- **Problem to work on**
What you return must be every line below that includes the word "PartialEq".

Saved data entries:
☆ ☆ ☆ ☆ ☆

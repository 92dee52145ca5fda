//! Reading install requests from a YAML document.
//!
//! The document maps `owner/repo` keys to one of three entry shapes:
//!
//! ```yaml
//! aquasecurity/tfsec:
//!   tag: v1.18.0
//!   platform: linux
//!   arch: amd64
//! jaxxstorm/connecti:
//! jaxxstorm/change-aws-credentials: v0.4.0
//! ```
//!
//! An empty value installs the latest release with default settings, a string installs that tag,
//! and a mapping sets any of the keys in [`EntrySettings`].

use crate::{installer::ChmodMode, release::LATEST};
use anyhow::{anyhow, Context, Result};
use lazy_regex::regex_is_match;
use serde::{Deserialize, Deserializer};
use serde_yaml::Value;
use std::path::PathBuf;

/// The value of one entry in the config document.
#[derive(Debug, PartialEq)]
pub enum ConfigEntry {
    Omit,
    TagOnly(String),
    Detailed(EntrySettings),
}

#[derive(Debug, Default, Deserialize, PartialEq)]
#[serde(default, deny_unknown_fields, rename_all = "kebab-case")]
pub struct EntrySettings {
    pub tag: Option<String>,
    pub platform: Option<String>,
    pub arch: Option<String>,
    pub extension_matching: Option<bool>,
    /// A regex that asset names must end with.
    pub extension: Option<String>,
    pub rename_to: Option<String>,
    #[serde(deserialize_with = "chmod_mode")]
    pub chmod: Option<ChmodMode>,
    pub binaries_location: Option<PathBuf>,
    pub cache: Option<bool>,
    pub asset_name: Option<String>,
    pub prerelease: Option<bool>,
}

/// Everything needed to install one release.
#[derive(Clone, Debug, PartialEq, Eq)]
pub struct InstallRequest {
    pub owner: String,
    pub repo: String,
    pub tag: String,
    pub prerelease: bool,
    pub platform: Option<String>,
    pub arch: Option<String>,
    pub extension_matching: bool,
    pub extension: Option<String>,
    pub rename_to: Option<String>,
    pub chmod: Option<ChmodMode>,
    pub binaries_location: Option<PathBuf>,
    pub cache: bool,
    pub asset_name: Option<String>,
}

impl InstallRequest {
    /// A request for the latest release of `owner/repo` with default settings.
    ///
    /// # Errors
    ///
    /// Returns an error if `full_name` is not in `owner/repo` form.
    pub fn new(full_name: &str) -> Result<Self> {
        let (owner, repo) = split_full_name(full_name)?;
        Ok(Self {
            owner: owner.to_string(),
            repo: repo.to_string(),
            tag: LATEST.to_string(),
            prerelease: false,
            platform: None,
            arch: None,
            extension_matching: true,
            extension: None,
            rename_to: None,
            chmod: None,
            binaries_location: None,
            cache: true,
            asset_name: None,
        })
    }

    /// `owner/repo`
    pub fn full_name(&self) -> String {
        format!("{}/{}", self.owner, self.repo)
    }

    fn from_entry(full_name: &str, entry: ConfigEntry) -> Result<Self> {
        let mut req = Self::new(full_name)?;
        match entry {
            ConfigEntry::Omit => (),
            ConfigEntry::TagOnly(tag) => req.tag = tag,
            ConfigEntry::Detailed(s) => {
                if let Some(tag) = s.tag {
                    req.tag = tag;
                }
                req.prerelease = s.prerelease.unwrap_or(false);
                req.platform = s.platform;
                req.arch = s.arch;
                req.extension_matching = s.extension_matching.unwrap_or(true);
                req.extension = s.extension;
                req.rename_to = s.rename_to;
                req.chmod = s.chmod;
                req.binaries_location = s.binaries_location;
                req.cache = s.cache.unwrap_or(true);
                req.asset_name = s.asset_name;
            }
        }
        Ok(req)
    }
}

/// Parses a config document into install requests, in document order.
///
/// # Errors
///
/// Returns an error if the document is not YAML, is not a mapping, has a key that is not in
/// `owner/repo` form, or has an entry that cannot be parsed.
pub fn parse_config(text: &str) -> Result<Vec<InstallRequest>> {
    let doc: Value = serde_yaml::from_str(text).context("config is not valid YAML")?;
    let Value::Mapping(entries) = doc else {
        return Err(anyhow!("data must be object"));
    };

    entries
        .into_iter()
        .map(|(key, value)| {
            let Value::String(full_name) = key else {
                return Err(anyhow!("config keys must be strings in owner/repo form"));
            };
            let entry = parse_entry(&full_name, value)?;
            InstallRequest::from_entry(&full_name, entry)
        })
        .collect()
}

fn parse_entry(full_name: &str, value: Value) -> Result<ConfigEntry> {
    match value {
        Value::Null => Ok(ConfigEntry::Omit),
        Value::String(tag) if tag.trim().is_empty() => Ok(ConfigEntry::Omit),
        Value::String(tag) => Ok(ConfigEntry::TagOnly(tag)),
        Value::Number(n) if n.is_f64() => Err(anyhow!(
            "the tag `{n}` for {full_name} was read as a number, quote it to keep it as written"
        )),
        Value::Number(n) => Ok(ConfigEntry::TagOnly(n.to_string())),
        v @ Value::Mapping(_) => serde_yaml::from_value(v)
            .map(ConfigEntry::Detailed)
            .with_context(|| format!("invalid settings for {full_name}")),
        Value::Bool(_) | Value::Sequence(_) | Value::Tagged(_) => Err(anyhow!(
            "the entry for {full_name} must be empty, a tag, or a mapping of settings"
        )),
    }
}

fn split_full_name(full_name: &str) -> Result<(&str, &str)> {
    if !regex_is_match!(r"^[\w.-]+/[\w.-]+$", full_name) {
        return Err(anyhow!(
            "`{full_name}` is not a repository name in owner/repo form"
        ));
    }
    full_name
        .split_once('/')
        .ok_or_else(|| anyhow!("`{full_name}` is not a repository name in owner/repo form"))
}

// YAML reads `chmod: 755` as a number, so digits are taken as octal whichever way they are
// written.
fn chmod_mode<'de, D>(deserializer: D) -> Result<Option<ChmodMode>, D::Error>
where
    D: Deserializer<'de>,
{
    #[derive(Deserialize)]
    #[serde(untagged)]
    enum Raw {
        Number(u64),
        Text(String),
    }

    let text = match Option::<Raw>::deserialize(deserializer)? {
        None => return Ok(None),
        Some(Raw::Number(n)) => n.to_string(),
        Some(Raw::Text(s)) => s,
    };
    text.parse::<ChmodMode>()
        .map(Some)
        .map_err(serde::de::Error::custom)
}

☆ ☆ ☆ ☆ ☆

- **Output of the task**
#[derive(Debug, PartialEq)]
#[derive(Debug, Default, Deserialize, PartialEq)]
#[derive(Clone, Debug, PartialEq, Eq)]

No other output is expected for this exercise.